Art. 7
Principi generali
In vigore dal 14 nov 2017
Principi generali
1. Le valutazioni ai fini di cui all'articolo 36, paragrafo 4, lettera a), della direttiva 2014/59/UE sono fondate su ipotesi eque e realistiche e mirano ad assicurare che le perdite nello scenario appropriato siano pienamente rilevate. Laddove disponibile, tale valutazione orienta l'accertamento da parte dell'autorità competente o dell'autorità di risoluzione, a seconda dei casi, del fatto che l'ente «è in dissesto o a rischio di dissesto» ai sensi dell'articolo 32, paragrafo 1, lettera a), della direttiva 2014/59/UE. Sulla base degli orientamenti già esistenti in materia di vigilanza o di altre fonti riconosciute che indicano criteri funzionali alla valutazione equa e realistica dei diversi tipi di attività e passività, il perito può contestare ipotesi, dati, metodologie e giudizi su cui l'entità ha basato le sue valutazioni ai fini degli obblighi di rendicontazione finanziaria o per il calcolo del capitale regolamentare e dei requisiti patrimoniali e non tenerne conto ai fini della valutazione.

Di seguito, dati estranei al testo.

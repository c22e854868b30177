// Copyright (c) 2026 Emberlink
// Licensed under the Apache License, Version 2.0 (the "License");
// you may not use this file except in compliance with the License.
// You may obtain a copy of the License at
//     http://www.apache.org/licenses/LICENSE-2.0
// Unless required by applicable law or agreed to in writing, software
// distributed under the License is distributed on an "AS IS" BASIS,
// WITHOUT WARRANTIES OR CONDITIONS OF ANY KIND, either express or implied.
// See the License for the specific language governing permissions and
// limitations under the License.

#![forbid(unsafe_code)]
#![warn(missing_docs)]

//! Durable store using sled: message history, peer sightings, routing
//! cache actions, the persisted forward queue, and statistics, with
//! retention sweeps (messages 30 days, peers 7 days, statistics 90 days).

use crate::core::peers::PeerRecord;
use crate::core::queue::QueueEntry;
use crate::core::types::{MessageId, NodeId};
use serde::{Deserialize, Serialize};
use thiserror::Error;

const TREE_MESSAGES: &str = "messages";
const TREE_PEERS: &str = "peers";
const TREE_ROUTING_CACHE: &str = "routing_cache";
const TREE_FORWARD_QUEUE: &str = "forward_queue";
const TREE_STATISTICS: &str = "statistics";

const MESSAGE_RETENTION_MS: u64 = 30 * 24 * 3600 * 1000;
const PEER_RETENTION_MS: u64 = 7 * 24 * 3600 * 1000;
const STAT_RETENTION_MS: u64 = 90 * 24 * 3600 * 1000;

/// Store errors.
#[derive(Debug, Error)]
pub enum StoreError {
    /// Cannot open the database directory.
    #[error("db open")]
    DbOpen,
    /// Read/write failure.
    #[error("db io")]
    DbIo,
    /// Row encode/decode failure.
    #[error("row codec")]
    Codec,
}

/// Delivery state of a stored message.
#[derive(Clone, Copy, Debug, PartialEq, Eq, Serialize, Deserialize)]
pub enum DeliveryStatus {
    /// Originated, not yet on the wire.
    Pending,
    /// Written to at least one peer.
    Sent,
    /// Acknowledged (DIRECT) or received locally.
    Delivered,
    /// Expired or over-retried.
    Failed,
}

/// One row of message history.
#[derive(Clone, Debug, Serialize, Deserialize)]
pub struct MessageRow {
    /// Originator-assigned id.
    pub id: MessageId,
    /// Semantic kind byte.
    pub kind: u8,
    /// Counterpart node (originator for inbound, recipient for outbound).
    pub peer: NodeId,
    /// Free-text content; empty for ACKs.
    pub content: String,
    /// Hops traversed when this copy arrived (0 for local originations).
    pub hops: u8,
    /// Row creation, ms since epoch.
    pub created_ms: u64,
    /// Current delivery state.
    pub status: DeliveryStatus,
    /// True once mirrored to an upstream bridge (out-of-scope consumer).
    pub synced: bool,
}

/// One routing-cache action row.
#[derive(Clone, Debug, Serialize, Deserialize)]
pub struct CacheActionRow {
    /// Duplicate key (16 hex digest).
    pub key: String,
    /// What the router did: delivered, relayed, dropped.
    pub action: String,
    /// When, ms since epoch.
    pub marked_ms: u64,
}

/// One statistics sample.
#[derive(Clone, Debug, Serialize, Deserialize)]
pub struct StatRow {
    /// Counter name.
    pub kind: String,
    /// Sampled value.
    pub value: i64,
    /// Sample time, ms since epoch.
    pub timestamp_ms: u64,
    /// Free-form annotation.
    pub metadata: Option<String>,
}

/// Counts removed by one retention sweep.
#[derive(Clone, Copy, Debug, Default, PartialEq, Eq)]
pub struct PurgeReport {
    /// Message rows removed.
    pub messages: usize,
    /// Peer rows removed.
    pub peers: usize,
    /// Cache rows removed.
    pub cache: usize,
    /// Statistics rows removed.
    pub stats: usize,
}

/// sled-backed mesh store.
#[derive(Clone)]
pub struct MeshStore {
    messages: sled::Tree,
    peers: sled::Tree,
    routing_cache: sled::Tree,
    forward_queue: sled::Tree,
    statistics: sled::Tree,
}

impl MeshStore {
    /// Open (or create) the store under `path`.
    pub fn open(path: &str) -> Result<Self, StoreError> {
        let db = sled::open(path).map_err(|_| StoreError::DbOpen)?;
        Ok(Self {
            messages: db.open_tree(TREE_MESSAGES).map_err(|_| StoreError::DbOpen)?,
            peers: db.open_tree(TREE_PEERS).map_err(|_| StoreError::DbOpen)?,
            routing_cache: db
                .open_tree(TREE_ROUTING_CACHE)
                .map_err(|_| StoreError::DbOpen)?,
            forward_queue: db
                .open_tree(TREE_FORWARD_QUEUE)
                .map_err(|_| StoreError::DbOpen)?,
            statistics: db
                .open_tree(TREE_STATISTICS)
                .map_err(|_| StoreError::DbOpen)?,
        })
    }

    /// Insert or replace a message row.
    pub fn record_message(&self, row: &MessageRow) -> Result<(), StoreError> {
        let value = bincode::serialize(row).map_err(|_| StoreError::Codec)?;
        self.messages
            .insert(row.id.as_bytes(), value)
            .map_err(|_| StoreError::DbIo)?;
        Ok(())
    }

    /// Update the delivery status of a message, if stored.
    pub fn set_message_status(
        &self,
        id: &MessageId,
        status: DeliveryStatus,
    ) -> Result<(), StoreError> {
        if let Some(raw) = self.messages.get(id.as_bytes()).map_err(|_| StoreError::DbIo)? {
            let mut row: MessageRow = bincode::deserialize(&raw).map_err(|_| StoreError::Codec)?;
            row.status = status;
            self.record_message(&row)?;
        }
        Ok(())
    }

    /// Fetch one message row.
    pub fn message(&self, id: &MessageId) -> Result<Option<MessageRow>, StoreError> {
        match self.messages.get(id.as_bytes()).map_err(|_| StoreError::DbIo)? {
            Some(raw) => Ok(Some(
                bincode::deserialize(&raw).map_err(|_| StoreError::Codec)?,
            )),
            None => Ok(None),
        }
    }

    /// Insert or replace a peer sighting.
    pub fn record_peer(&self, peer: &PeerRecord) -> Result<(), StoreError> {
        let value = bincode::serialize(peer).map_err(|_| StoreError::Codec)?;
        self.peers
            .insert(peer.id.as_bytes(), value)
            .map_err(|_| StoreError::DbIo)?;
        Ok(())
    }

    /// Record what the router did for one duplicate key.
    pub fn record_cache_action(&self, row: &CacheActionRow) -> Result<(), StoreError> {
        let value = bincode::serialize(row).map_err(|_| StoreError::Codec)?;
        self.routing_cache
            .insert(row.key.as_bytes(), value)
            .map_err(|_| StoreError::DbIo)?;
        Ok(())
    }

    /// Persist a forward-queue entry (survives restarts while partitioned).
    pub fn queue_put(&self, entry: &QueueEntry) -> Result<(), StoreError> {
        let value = bincode::serialize(entry).map_err(|_| StoreError::Codec)?;
        self.forward_queue
            .insert(entry.message_id.as_bytes(), value)
            .map_err(|_| StoreError::DbIo)?;
        Ok(())
    }

    /// Remove a forward-queue entry (sent or discarded).
    pub fn queue_remove(&self, id: &MessageId) -> Result<(), StoreError> {
        self.forward_queue
            .remove(id.as_bytes())
            .map_err(|_| StoreError::DbIo)?;
        Ok(())
    }

    /// All persisted queue entries (restart recovery).
    pub fn queue_entries(&self) -> Result<Vec<QueueEntry>, StoreError> {
        let mut out = Vec::new();
        for item in self.forward_queue.iter() {
            let (_, raw) = item.map_err(|_| StoreError::DbIo)?;
            out.push(bincode::deserialize(&raw).map_err(|_| StoreError::Codec)?);
        }
        Ok(out)
    }

    /// Append one statistics sample.
    pub fn record_stat(&self, row: &StatRow) -> Result<(), StoreError> {
        // Key: timestamp (big-endian, so iteration is chronological) + kind.
        let mut key = row.timestamp_ms.to_be_bytes().to_vec();
        key.extend_from_slice(row.kind.as_bytes());
        let value = bincode::serialize(row).map_err(|_| StoreError::Codec)?;
        self.statistics
            .insert(key, value)
            .map_err(|_| StoreError::DbIo)?;
        Ok(())
    }

    /// Retention sweep: messages and cache actions after 30 days, peers
    /// 7 days after last contact, statistics after 90 days.
    pub fn purge_expired(&self, now_ms: u64) -> Result<PurgeReport, StoreError> {
        let mut report = PurgeReport::default();

        report.messages = purge_where(&self.messages, |raw| {
            bincode::deserialize::<MessageRow>(raw)
                .map(|r| now_ms.saturating_sub(r.created_ms) > MESSAGE_RETENTION_MS)
                .unwrap_or(true)
        })?;
        report.peers = purge_where(&self.peers, |raw| {
            bincode::deserialize::<PeerRecord>(raw)
                .map(|r| now_ms.saturating_sub(r.last_seen_ms) > PEER_RETENTION_MS)
                .unwrap_or(true)
        })?;
        report.cache = purge_where(&self.routing_cache, |raw| {
            bincode::deserialize::<CacheActionRow>(raw)
                .map(|r| now_ms.saturating_sub(r.marked_ms) > MESSAGE_RETENTION_MS)
                .unwrap_or(true)
        })?;
        report.stats = purge_where(&self.statistics, |raw| {
            bincode::deserialize::<StatRow>(raw)
                .map(|r| now_ms.saturating_sub(r.timestamp_ms) > STAT_RETENTION_MS)
                .unwrap_or(true)
        })?;

        Ok(report)
    }
}

fn purge_where(
    tree: &sled::Tree,
    mut expired: impl FnMut(&[u8]) -> bool,
) -> Result<usize, StoreError> {
    let mut stale: Vec<sled::IVec> = Vec::new();
    for item in tree.iter() {
        let (key, raw) = item.map_err(|_| StoreError::DbIo)?;
        if expired(&raw) {
            stale.push(key);
        }
    }
    let removed = stale.len();
    for key in stale {
        tree.remove(key).map_err(|_| StoreError::DbIo)?;
    }
    Ok(removed)
}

2. Il perito determina le metodologie di valutazione più appropriate che possono basarsi su modelli interni dell'entità laddove il perito lo reputi opportuno, tenendo conto della natura del quadro di gestione del rischio dell'entità, nonché della qualità dei dati e delle informazioni disponibili.
3. Le valutazioni sono coerenti con il quadro di regolamentazione contabile e prudenziale applicabile.
Storico versioni
Questo articolo non ha mai subito modificazioni dalla sua pubblicazione.